Ok, so here’s the update:

I have decided to look into the route of having Weight Loss Surgery.  This has honestly been such a hard time in my life because I have felt like such a failure in every respect when it comes to losing weight.  I’m sick of knowing that I have followed a program to a T and still gain weight.  Not to bash the program, because I know that so many people have succeeded with it, but the 21 Day Fix set me back big time.  I spent all of this time and money on the program, which promises up to 15 pounds of weight loss, and I did the exact opposite by the end of the program… I gained 15 pounds!  Am I wrong for being so overly frustrated?  I don’t believe that I am wrong.

Anyways, this whole process of looking into WLS came about because of my sister, who underwent Roux-en-Y Gastric Bypass in September of 2016.  She and I had a “conversation” about the possibility of me looking into a bariatric program back in February; however, I was not ready to listen with an open mind.  I told her, “I’ll think about it” which in Adrian-speak is, “Leave me the hell alone.  This conversation is over.”  She knows me well enough to know that when I say that I’ll think about something that I am just not ready to discuss the topic at that moment, so she let it drop.

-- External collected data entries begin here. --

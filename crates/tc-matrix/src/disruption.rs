//! Stochastic structural failures layered on the time matrix.
//!
//! Two severities, reported through separate channels:
//!
//! - **Localized closures**: a handful of incident nodes each lose a random
//!   subset of their edges.  Every closed edge is written with the impossible
//!   cost in both directions and logged as a [`Notification`].
//! - **Catastrophic event**: with small probability one incident node has
//!   every remaining edge multiplied by a huge factor.  Reported once as a
//!   [`CatastrophicEvent`], never mixed into the notification log.

use std::fmt;

use rustc_hash::FxHashSet;
use tracing::{debug, warn};

use tc_core::{DisruptionConfig, NodeId, RandomSource};

use crate::CostMatrix;

/// An edge closed by a localized disruption.
///
/// Renders as `Node 3 and Node 8 now impossible`.
#[derive(Copy, Clone, Debug, PartialEq, Eq, Hash)]
#[cfg_attr(feature = "serde", derive(serde::Serialize, serde::Deserialize))]
pub struct Notification {
    /// The incident node.
    pub a: NodeId,
    /// The neighbour it was cut off from.
    pub b: NodeId,
}

impl fmt::Display for Notification {
    fn fmt(&self, f: &mut fmt::Formatter<'_>) -> fmt::Result {
        write!(f, "{} and {} now impossible", self.a, self.b)
    }
}

/// A major blocking event at one node.
#[derive(Copy, Clone, Debug, PartialEq)]
#[cfg_attr(feature = "serde", derive(serde::Serialize, serde::Deserialize))]
pub struct CatastrophicEvent {
    pub node:       NodeId,
    /// Factor applied to the node's edges in both directions.
    pub multiplier: f64,
}

impl fmt::Display for CatastrophicEvent {
    fn fmt(&self, f: &mut fmt::Formatter<'_>) -> fmt::Result {
        write!(
            f,
            "Major issue: all routes leading to/from {} now impossible/very difficult",
            self.node
        )
    }
}

// ── Phase 2 ───────────────────────────────────────────────────────────────────

/// Outcome of the localized-closure phase.
pub(crate) struct Closures {
    /// Drawn with replacement, so a node may appear more than once.
    pub incident:      Vec<NodeId>,
    pub notifications: Vec<Notification>,
}

/// Pick incident nodes and close a random subset of each one's edges.
pub(crate) fn close_edges<R: RandomSource + ?Sized>(
    time: &mut CostMatrix,
    cfg:  &DisruptionConfig,
    rng:  &mut R,
) -> Closures {
    let n = time.size();
    let num_affected = (cfg.affected_fraction.sample(rng) * n as f64).round() as usize;

    let incident: Vec<NodeId> = (0..num_affected)
        .map(|_| NodeId(rng.index(n) as u32))
        .collect();

    let mut notifications = Vec::new();
    let mut seen = FxHashSet::default();

    for &a in &incident {
        let fraction = cfg.neighbour_fraction.sample(rng);
        let candidates = (fraction * n as f64).round() as usize;

        seen.clear();
        for _ in 0..candidates {
            let b = rng.index(n);
            if b == a.index() || !seen.insert(b) {
                continue;
            }
            let b = NodeId(b as u32);
            time.set(a, b, cfg.impossible_cost);
            time.set(b, a, cfg.impossible_cost);
            notifications.push(Notification { a, b });
        }
    }

    debug!(
        incident = incident.len(),
        closed = notifications.len(),
        "localized disruptions applied"
    );
    Closures { incident, notifications }
}

// ── Phase 3 ───────────────────────────────────────────────────────────────────

/// Roll for a catastrophic event at one of the incident nodes.
///
/// Edges already at the impossible cost are left alone so a closed edge
/// always reads exactly the sentinel.
pub(crate) fn maybe_catastrophe<R: RandomSource + ?Sized>(
    time:     &mut CostMatrix,
    incident: &[NodeId],
    cfg:      &DisruptionConfig,
    rng:      &mut R,
) -> Option<CatastrophicEvent> {
    let roll = rng.uniform(0.0, 1.0);
    if roll <= 1.0 - cfg.catastrophe_probability {
        return None;
    }
    if incident.is_empty() {
        debug!("catastrophe rolled with no incident nodes; skipped");
        return None;
    }

    let node = incident[rng.index(incident.len())];
    let i = node.index();
    for k in 0..time.size() {
        if k == i {
            continue;
        }
        for (from, to) in [(i, k), (k, i)] {
            if time[(from, to)] != cfg.impossible_cost {
                time[(from, to)] *= cfg.catastrophe_multiplier;
            }
        }
    }

    let event = CatastrophicEvent { node, multiplier: cfg.catastrophe_multiplier };
    warn!(node = node.0, multiplier = event.multiplier, "{event}");
    Some(event)
}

Things changed on March 15, 2017.  I stepped on the scale and saw that my weight had gone up again.  I am now at my highest weight of 250 pounds.  **For reference: I’m 5’3″ tall, which puts me at a BMI of 44.3**  It was 5:00 in the morning and I started my day off in tears.  Needless to say, I took my prep time that day to look into my local bariatric program (the same one my sister went through) and researched what it’s all about.  Is it a “quick fix” that people assume it is?  Is is a “tool”?  What is bariatric surgery?  I got some of the answers that I needed, and also discovered that I had to attend a seminar in order to even be considered for the program.  I texted my sister asking what she was doing that night.  When she responded that her schedule was free, I told her to meet me at the hospital at 6:00 and that I was going to go to the seminar.  She was honestly happy for me for taking the initial steps to look into getting help.

That’s what I need: help.

The seminar was mind-blowing.  I was so wrong about everything regarding bariatric surgery.  I mean, I saw everything that my sister had to go through before her surgery; however, I didn’t really know.  It truly isn’t a quick fix.  It really is a tool, and if you misuse that tool, all of that work will be for naught.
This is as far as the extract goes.